Collected data entries
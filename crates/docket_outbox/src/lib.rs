//! # Docket Outbox
//!
//! Reliable messaging on top of `docket_core` units of work.
//!
//! - [`Outbox`] stores outgoing messages in the same transaction as the
//!   business change that produced them.
//! - [`OutboxWorker`] publishes them to a [`MessageBus`], one event per
//!   transaction, with at-least-once delivery.
//! - [`Inbox`] is an idempotency ledger for consumers: record an inbound
//!   event id in the same transaction as its side effects.
//!
//! ## Example
//!
//! ```rust
//! use docket_codec::Value;
//! use docket_core::{CollectionPath, CoreResult, InMemoryDatabase, UnitOfWork};
//! use docket_outbox::{InMemoryBus, Outbox, OutboxWorker, WorkerConfig};
//!
//! let db = InMemoryDatabase::new();
//! let outbox_path = CollectionPath::new("outbox").unwrap();
//!
//! let uow = UnitOfWork::new(&db);
//! let mut outbox = Outbox::new(outbox_path.clone());
//! uow.commit(&mut outbox, |_, outbox| -> CoreResult<()> {
//!     outbox.queue(Value::from("hello"), "greetings");
//!     Ok(())
//! })
//! .unwrap();
//!
//! let worker = OutboxWorker::new(&db, InMemoryBus::new(), WorkerConfig::new(outbox_path));
//! let report = worker.drain().unwrap();
//! assert_eq!(report.len(), 1);
//! assert_eq!(worker.bus().published_to("greetings").len(), 1);
//! ```

#![deny(unsafe_code)]
#![warn(missing_docs)]

mod bus;
mod envelope;
mod error;
mod event;
mod fields;
mod inbox;
mod outbox;
mod worker;

pub use bus::{InMemoryBus, MessageBus};
pub use envelope::EventEnvelope;
pub use error::{BusError, OutboxError, OutboxResult};
pub use event::OutboxEvent;
pub use inbox::{Inbox, InboxRecord};
pub use outbox::Outbox;
pub use worker::{DrainReport, OutboxWorker, WorkerConfig, WorkerStats};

Task requirements: The required output is a copy of each line in the records where the string "CollectionPath" occurs.

Your response:
//! use docket_core::{CollectionPath, CoreResult, InMemoryDatabase, UnitOfWork};
//! let outbox_path = CollectionPath::new("outbox").unwrap();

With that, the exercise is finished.